The version of Di Giulio's comment at our disposition suggests that accretions of three RNA ring hairpins could not have formed tRNAs, because all three hairpins are identical, while tRNA branches are not identical. This application of RNA rings to reconstruct tRNAs is inadequate: it uses only RNA ring 13 (AL) and ignores that there are 25 different RNA rings which could be combined. Hence, combining hairpins formed by different RNA rings produces tRNA-like structures with non-identical branches. This results from misunderstandings and/or ignorance of the RNA ring model, which in our view characterizes comments by Burton and by Di Giulio.

The authors of the two- and three-piece models each present their respective models as fail-proof holistic explanations. From that point of view, they are more in contradiction with each other than with the RNA ring approach, which (a) does not claim to explain everything about tRNAs, (b) was not designed to mimick tRNAs nor their evolution, and (c) only secondarily happens to match some tRNA properties, among several other different properties of prebiotic and early life biomolecules and metabolism (Fig. 2).

Fig. 2
figure 2

Scheme of biomolecule properties embedded in RNA rings. Major unexplained properties are ribosome formation (not in scheme) and genetic code codon–amino acid assignments (???).
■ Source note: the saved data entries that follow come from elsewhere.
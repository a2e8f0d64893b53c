//! Task-type gating (spec.md §4.2).
//!
//! A `BLOCKED` outcome is fatal only for `DANGEROUS_OP` tasks. For every
//! other task type the runner downgrades the block to `INCOMPLETE` and
//! attaches a templated fallback question rather than surfacing raw
//! executor prose — a closed dispatch table indexed by task type rather
//! than open inheritance.

use pmr_types::{BlockedReason, ExecutorStatus, TaskType};

/// What to do with a `BLOCKED` result for a given task type.
#[derive(Debug, Clone, PartialEq, Eq)]
pub enum GuardDecision {
    /// Leave the block in place; this task type cannot be safely retried
    /// without a human.
    KeepBlocked,
    /// Downgrade to `INCOMPLETE` with a templated fallback question.
    DowngradeToIncomplete { fallback_question: String },
}

#[must_use]
pub fn apply_guard(task_type: TaskType, blocked_reason: BlockedReason) -> GuardDecision {
    if matches!(task_type, TaskType::DangerousOp) {
        return GuardDecision::KeepBlocked;
    }

    let fallback_question = match blocked_reason {
        BlockedReason::InteractivePrompt => {
            "The executor asked a question it expected a human to answer. \
             Please confirm how to proceed and I will resume."
                .to_string()
        }
        BlockedReason::Timeout => {
            "The executor did not finish within the allotted time. \
             Should I retry with a longer budget, or narrow the task?"
                .to_string()
        }
        BlockedReason::StdinRequired => {
            "The executor required interactive input that cannot be \
             supplied automatically. Please clarify the task so it can \
             run non-interactively."
                .to_string()
        }
    };

    GuardDecision::DowngradeToIncomplete { fallback_question }
}

/// Derives the final status for a task from its raw blocked state and the
/// guard's decision, per the closed dispatch table above.
#[must_use]
pub fn final_status(task_type: TaskType, blocked_reason: BlockedReason) -> ExecutorStatus {
    match apply_guard(task_type, blocked_reason) {
        GuardDecision::KeepBlocked => ExecutorStatus::Blocked,
        GuardDecision::DowngradeToIncomplete { .. } => ExecutorStatus::Incomplete,
    }
}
RNA rings contribute to coding and non-coding biomolecular machineries (vertical divide) (Color figure online)

None of the discussed models, including the RNA ring approach, address how tRNAs evolve from splicing/self-assembly, and by which catalysts. The two- and three-piece models do not address the origin of the (two or three) pieces that are being assembled, the RNA rings provide potential answers to this, through a deterministic process (contrarily to Burton's claim that RNA rings are random sequences).

RNA rings are rationally designed. Hence, only rational/mathematical proofs that RNA rings are not the solutions to the constraints of their design can prove that the RNA rings are incorrect. Discussions of their relative relevancy to tRNAs, other biomolecules, and properties of the proto-metabolic world are interesting but do not address the truth that RNA rings solve the minmax problem constraining their design.

More importantly, arguments developed here show that integrating different hypotheses, rather than focusing on finding (and sometimes creating by error) incompatibilities between hypotheses, improves our understanding. In addition, the possibility that tRNAs are polyphyletic (Di Giulio 2006, 2008a, b, 2013) stresses that different tRNAs might have evolved through different pathways: more than one hypothesis might account for polyphyletic tRNA evolution.